- Standard Edition cover art featuring Phoenix Suns' Devin Booker
- Developer: Visual Concepts
- Publisher: 2K
- Series: NBA 2K
- Platforms: Windows; Nintendo Switch; PlayStation 4; PlayStation 5; Xbox One; Xbox Series X/S; Arcade Edition; iOS; macOS; tvOS;
- Release: WW: September 9, 2022; Arcade EditionWW: October 18, 2022;
- Genre: Sports
- Modes: Single-player, multiplayer

= NBA 2K23 =

2022 video game

NBA 2K23 is a 2022 basketball video game developed by Visual Concepts and published by 2K. Based on the National Basketball Association (NBA), it is the 24th installment in the NBA 2K franchise, the successor to NBA 2K22 and the predecessor to NBA 2K24. The game was released on September 9, 2022, for Windows, Nintendo Switch, PlayStation 4, PlayStation 5, Xbox One and Xbox Series X/S. The NBA 2K23 Arcade Edition was released on iOS, macOS and tvOS through Apple Arcade on October 18, 2022. The online servers for the game were shut down on December 31, 2024.

== Cover Athletes ==
Phoenix Suns shooting guard Devin Booker is on the cover of the standard and digital deluxe versions, while NBA Hall Of Famer Michael Jordan is on the cover of the Michael Jordan and Championship Editions. WNBA stars Sue Bird and Diana Taurasi are featured on the WNBA cover edition. The 'Dreamer Edition' has American rapper J. Cole on the cover.

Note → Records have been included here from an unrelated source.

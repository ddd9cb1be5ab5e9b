use crate::bmi::BmiError;
use crate::model::ModelStatus;
use thiserror::Error;

/// Error type for invalid operations.
#[derive(Error, Debug)]
pub enum LorenzError {
    #[error("{0}")]
    Error(String),
    #[error(transparent)]
    Io(#[from] std::io::Error),
    #[error(transparent)]
    Json(#[from] serde_json::Error),
    #[error("Could not interpret forcing time {value:?}: {reason}")]
    InvalidTime { value: String, reason: String },
    #[error("Forcing {name} must be a finite number, got {value}")]
    NonFiniteForcing { name: &'static str, value: f64 },
    #[error("No working directory has been assigned to the model. Call `setup` first.")]
    NotSetUp,
    #[error("The model process handle has been released by `finalize` and cannot be used again")]
    HandleReleased,
    #[error("Cannot {operation} while the model is {status}")]
    InvalidTransition {
        operation: &'static str,
        status: ModelStatus,
    },
    #[error(transparent)]
    Bmi(#[from] BmiError),
}

/// Convenience type for `Result<T, LorenzError>`.
pub type LorenzResult<T> = Result<T, LorenzError>;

== Jordan Challenge and MyNBA updates ==
For the first time since NBA 2K11, the Jordan Challenge is added. The game parachutes the player back to the year 1982, and the first challenge sees the player undertake a basketball game featuring Michael Jordan.

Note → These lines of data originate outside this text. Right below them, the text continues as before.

use serde::{Deserialize, Serialize};
use std::fmt;

/// Lifecycle of a model instance
///
/// `Finalized` is terminal.
#[derive(Copy, Clone, Debug, PartialEq, Eq, Hash, Serialize, Deserialize)]
pub enum ModelStatus {
    /// No configuration file has been written yet
    Unconfigured,
    /// The configuration file exists and the model process has been started
    Configured,
    /// The model process has been initialized and can be stepped
    Running,
    /// The model process has been released
    Finalized,
}

impl ModelStatus {
    pub fn is_finalized(&self) -> bool {
        matches!(self, ModelStatus::Finalized)
    }
}

impl fmt::Display for ModelStatus {
    fn fmt(&self, f: &mut fmt::Formatter<'_>) -> fmt::Result {
        let name = match self {
            ModelStatus::Unconfigured => "unconfigured",
            ModelStatus::Configured => "configured",
            ModelStatus::Running => "running",
            ModelStatus::Finalized => "finalized",
        };
        write!(f, "{}", name)
    }
}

MyNBA was also updated, allowing the user to begin their MyNBA career during the 1983–84, 1991–92, or 2002–03 NBA seasons. The player can also start in the current 2022–23 NBA season in the games "modern era" selection. The new MyNBA mode includes automatic team relocations such as the Kansas City Kings moving to Sacramento, the Vancouver Grizzlies move to Memphis and the Seattle SuperSonics relocation to Oklahoma City, however the user can veto these moves. The "eras" mode features fully rendered arenas, logos, and jerseys from the 1980s, 1990s, and 2000s, complete historic rosters as well as the draft classes that were previously available in previous NBA 2K games. The mode also includes television filters and broadcast packages that emulate appropriate TV broadcast styles for the specific era the user starts in with the 80s broadcasts package being similar to what the NBA on CBS had in that decade, the 90s broadcasts package being similar to the NBA on NBC package used early in 90s, and the 2000s broadcast package is similar to ESPN broadcasts used in the early 2000s. The 1980s and 90s broadcast packages are also used in the Jordan Challenge mode. In addition to the NBA eras, with them came historical rule changes that allows you to change or add new rules impacting gameplay in the NBA eras, you are able to change or add historical rules during the off-season of the simulation.

== Additional Changes ==
Some more notable changes in NBA 2K23 was the removal of contracts in MyTeam, allowing your players to be able to play unlimited games without needing to continually add contracts, or add a diamond contract to your players to be able to play more games with them. In addition, a new feature added to MyTeam is a mode called Triple Threat Online, allowing you to co-op against up to 3 people on each team.

== Reception ==

NBA 2K23 received "generally favorable" reviews, garnering a 78/100 on PS5 and 80/100 on Xbox according to review aggregator Metacritic.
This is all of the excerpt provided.